The code is written in php and available for download here.

Open application by itself in a window here.

To embed this simulation in a web page, copy and paste the following html:

But you are probably thinking — how can random numbers be a prediction? The series is generated by fractional differencing, a way of integrating random fluctuations across multiple scales. Let me explain…

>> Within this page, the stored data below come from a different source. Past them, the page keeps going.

//! HTML link extraction
//!
//! Parses fetched markup and collects the URLs a page points at:
//! `<a href>` targets first, then `<form action>` targets, in document order.

use crate::url::resolve_link;
use scraper::{Html, Selector};
use std::collections::HashSet;
use url::Url;

/// Element/attribute pairs that reference other pages
const LINK_SOURCES: &[(&str, &str)] = &[("a[href]", "href"), ("form[action]", "action")];

/// Extracts the absolute URLs referenced by a document
///
/// # Extraction Rules
///
/// - `href` of every `<a>` and `action` of every `<form>`
/// - Each value is resolved against `base_url`; values that fail to resolve
///   are dropped silently
/// - Every resolved URL is kept whatever its scheme (`mailto:`, `tel:`...);
///   deciding what can be fetched is left to the fetch gateway
/// - Duplicates are removed, keeping the first occurrence
///
/// Malformed markup never fails: the parser recovers what it can, and a
/// document with nothing recoverable yields an empty list. `base_url` itself
/// appears only if the document references it.
///
/// # Example
///
/// ```
/// use linkweave::crawler::extract_links;
/// use url::Url;
///
/// let html = r#"<a href="/docs">Docs</a><form action="search"></form>"#;
/// let base = Url::parse("https://example.com/index.html").unwrap();
/// let links = extract_links(&base, html);
/// assert_eq!(links[0].as_str(), "https://example.com/docs");
/// assert_eq!(links[1].as_str(), "https://example.com/search");
/// ```
pub fn extract_links(base_url: &Url, document_text: &str) -> Vec<Url> {
    let document = Html::parse_document(document_text);

    let mut seen = HashSet::new();
    let mut links = Vec::new();

    for (selector, attribute) in LINK_SOURCES {
        let Ok(selector) = Selector::parse(selector) else {
            continue;
        };

        for element in document.select(&selector) {
            let Some(raw) = element.value().attr(attribute) else {
                continue;
            };

            match resolve_link(raw, base_url) {
                Some(url) => {
                    if seen.insert(url.clone()) {
                        links.push(url);
                    }
                }
                None => {
                    tracing::trace!("Skipping unresolvable link {:?} on {}", raw, base_url);
                }
            }
        }
    }

    links
}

The validation is based on the 11 points at the end of the temperature record not used in generating the simulated points. Two statistics were calculated and can be seen on the figure:

- The R2 correlation is ubiquitously used for quantifying the strength of association of two variables. A critical value of 0.1 would indicate a possible mild correlation, but values closer to one indicate significance.
- The RE reduction of error statistic is used in dendroclimatology and in the ‘hockey stick’ reconstruction of MBH98, where critical values greater than zero are claimed to indicate significance of the model. RE is claimed to be superior to the R2 statistic in WA06.

Hit reload a few times to get a feel for the average of the statistics. The R2 statistic is usually close to zero indicating the prediction has no statistical skill over the validation period. The RE statistic, however, is always greater than zero, and often greater than 0.5.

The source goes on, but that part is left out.